Yes, I can most definitely hear you. And Vonnegut – God rest his soul – would too, I imagine.
And FaceBook behaviour suddenly takes on a new dimension
will the universe eventually fade?
is matter eternal, or will protons, electrons decay? if so, into what?
does consciousness transcend physical death?
does pink floyd’s ‘eclipse’ capture this?
( Oh, Venkat still blogs on ribbonfarm! )
The mind expands like the universe, but the body does not ( yet ). That’s why Nietzsche wasn’t consistently nihilist but he inverted meaning and value instead: meaning of life became meaning for life. The accidental bodily existence became more important than the good causes, the abstract ideas, the religious feelings, the historical narratives and so on. The physical needs are everything which is required to balance the pleasures and horrors of the expanding mind. We will continue to hear each other quite literally even though we might not understand each other. Living in the “barbarian forest” naturally turns everyone into a barbarian for everyone else.
I really do like the medievalism of rooting ethics and sociology in cosmology. A world which is pretty small, centered around the earth and old in the sense that its end is close, will create a different set of prejudices about the right way to live than one which is vast, has a long natural history, expands and dies in billions of years by cooling down. The mind tries hard to locate itself and life in it and fades to believe that the universe is an experiment to keep human morality high in the eye of God; at the same time it realizes that it is young and inexperienced, that holding someone back from learning-to-know-the-universe is like preventing a child from growing.
I am still retooling my writing interests.

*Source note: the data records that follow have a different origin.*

//! Tests for installer CLI parsing and default behaviours.

use super::*;
use clap::CommandFactory;
use rstest::rstest;

#[test]
fn cli_definition_is_consistent() {
    Cli::command().debug_assert();
}

#[test]
fn install_parses_defaults() {
    let cli = Cli::parse_from(["oclean-installer", "install"]);
    let Command::Install(args) = cli.command else {
        panic!("expected Install command");
    };
    assert!(args.release.is_none());
    assert!(args.bin_dir.is_none());
    assert!(args.catalog.is_none());
    assert!(args.target.is_none());
    assert!(!args.test);
    assert!(!args.dry_run);
    assert_eq!(cli.verbosity, 0);
    assert!(!cli.quiet);
    assert!(cli.config.is_none());
}

#[test]
fn install_parses_every_flag() {
    let cli = Cli::parse_from([
        "oclean-installer",
        "install",
        "--release",
        "v0.1.1",
        "--bin-dir",
        "/opt/bin",
        "--catalog",
        "/srv/releases.toml",
        "--target",
        "x86_64-unknown-linux-gnu",
        "--test",
        "--dry-run",
    ]);
    let Command::Install(args) = cli.command else {
        panic!("expected Install command");
    };
    assert_eq!(args.release, Some(ReleaseVersion::new(0, 1, 1)));
    assert_eq!(args.bin_dir, Some(Utf8PathBuf::from("/opt/bin")));
    assert_eq!(args.catalog, Some(Utf8PathBuf::from("/srv/releases.toml")));
    assert_eq!(
        args.target.as_ref().map(TargetTriple::as_str),
        Some("x86_64-unknown-linux-gnu")
    );
    assert!(args.test);
    assert!(args.dry_run);
}

#[test]
fn global_flags_follow_the_subcommand() {
    let cli = Cli::parse_from([
        "oclean-installer",
        "upgrade",
        "-vv",
        "--quiet",
        "--config",
        "/etc/oclean.toml",
    ]);
    assert!(matches!(cli.command, Command::Upgrade(_)));
    assert_eq!(cli.verbosity, 2);
    assert!(cli.quiet);
    assert_eq!(cli.config, Some(Utf8PathBuf::from("/etc/oclean.toml")));
}

#[rstest]
#[case::bad_version(&["oclean-installer", "install", "--release", "1.2"])]
#[case::unknown_target(&["oclean-installer", "install", "--target", "riscv64gc-unknown-linux-gnu"])]
#[case::missing_subcommand(&["oclean-installer"])]
fn invalid_arguments_are_rejected(#[case] argv: &[&str]) {
    assert!(Cli::try_parse_from(argv).is_err());
}

#[test]
fn status_parses_json_flag() {
    let cli = Cli::parse_from(["oclean-installer", "status", "--json"]);
    let Command::Status(args) = cli.command else {
        panic!("expected Status command");
    };
    assert!(args.json);
}

#[rstest]
#[case::test("test")]
#[case::uninstall("uninstall")]
fn bin_dir_commands_accept_short_flag(#[case] subcommand: &str) {
    let cli = Cli::parse_from(["oclean-installer", subcommand, "-b", "/tmp/bin"]);
    let args = match cli.command {
        Command::Test(args) | Command::Uninstall(args) => args,
        other => panic!("unexpected command {other:?}"),
    };
    assert_eq!(args.bin_dir, Some(Utf8PathBuf::from("/tmp/bin")));
}

#[rstest]
#[case::formula("formula")]
#[case::audit("audit")]
fn release_commands_parse_release_and_catalog(#[case] subcommand: &str) {
    let cli = Cli::parse_from([
        "oclean-installer",
        subcommand,
        "--release",
        "0.1.0",
        "--catalog",
        "releases.toml",
    ]);
    let args = match cli.command {
        Command::Formula(args) | Command::Audit(args) => args,
        other => panic!("unexpected command {other:?}"),
    };
    assert_eq!(args.release, Some(ReleaseVersion::new(0, 1, 0)));
    assert_eq!(args.catalog, Some(Utf8PathBuf::from("releases.toml")));
}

Possibly the retooling will never end and all my future writing here will be weird experimental pieces, which is why I need more consistent people also blogging here :D
Nietzsche is weird. I gave up halfway through Zarathustra and never tried anything else. Too much of it was stuff I’d discovered for myself but transposed into unhelpfully different terms, and the new stuff was both too infrequent and untrustworthy for me to use.
I think this has been true for me for many thinkers who are as messy as me, and interested in the same things. Can’t use them, so I have to painfully reinvent the wheel my own way, and possibly make big mistakes they avoided.
And heh, didn’t strike me until you pointed it out that rooting ethics and sociology in cosmology is a rather medieval thing to do. It’s like the industrial revolution, despite giving us practical access to the cosmos, made us lose philosophical interest in it. So we ended up with rather small-minded frames of reference for our self interest.
Zarathustra is definitely not the best introduction to Nietzsche.
This may be because Nietzsche was an INTJ.
Venkat,
The conflation of meaning and value, the blind eye to non-sequiturs and nihilist possibilities, the hunt for shared ideology, you’ve neatly captured the majority of modern American societal engineering.
One possibility for steady-state existence up until death is to lock arms with like minded others, skydiver-style, and stare into eachothers’ eyes shouting “I hear you! We hear each other! We will always be together!!” all the way to the ground.
To my mind, this is what major media seeks to do, to pull together disparate positions (guns, immigration, welfare, etc) into a network of arm-linked skydivers, who have an internally-consistent-ish set of pre-populated beliefs about how new possibilities should be handled (which is that they should be ignored or decried as heretical).
Fox News and CNN are currently the two most successful and well-marketed skydiver formations.
The big downside of course is that it’s a lot harder to do any kind of enjoyable backflips or sightseeing when your arms are locked with all those hedgehogs.
I came to your writing through the Gervais Principle years ago, and I still think it is a strong metaphor for what you are talking about here. We could substitute “the loneliness of the Sociopath” for divergentism, and the comfy narratives of the Clueless and the Losers for convergentism. (Though I’m sure your identity as a fox means you hate having your different metaphors united…)
Only gross simplifications of reality can make people see it in the same way, hence the social necessity of such narratives. But if you are committed to understand reality as it is, its very complexity and the limits of even the best human mind mean that you can never quite have identical understandings at the same time with even similar other seekers of reality.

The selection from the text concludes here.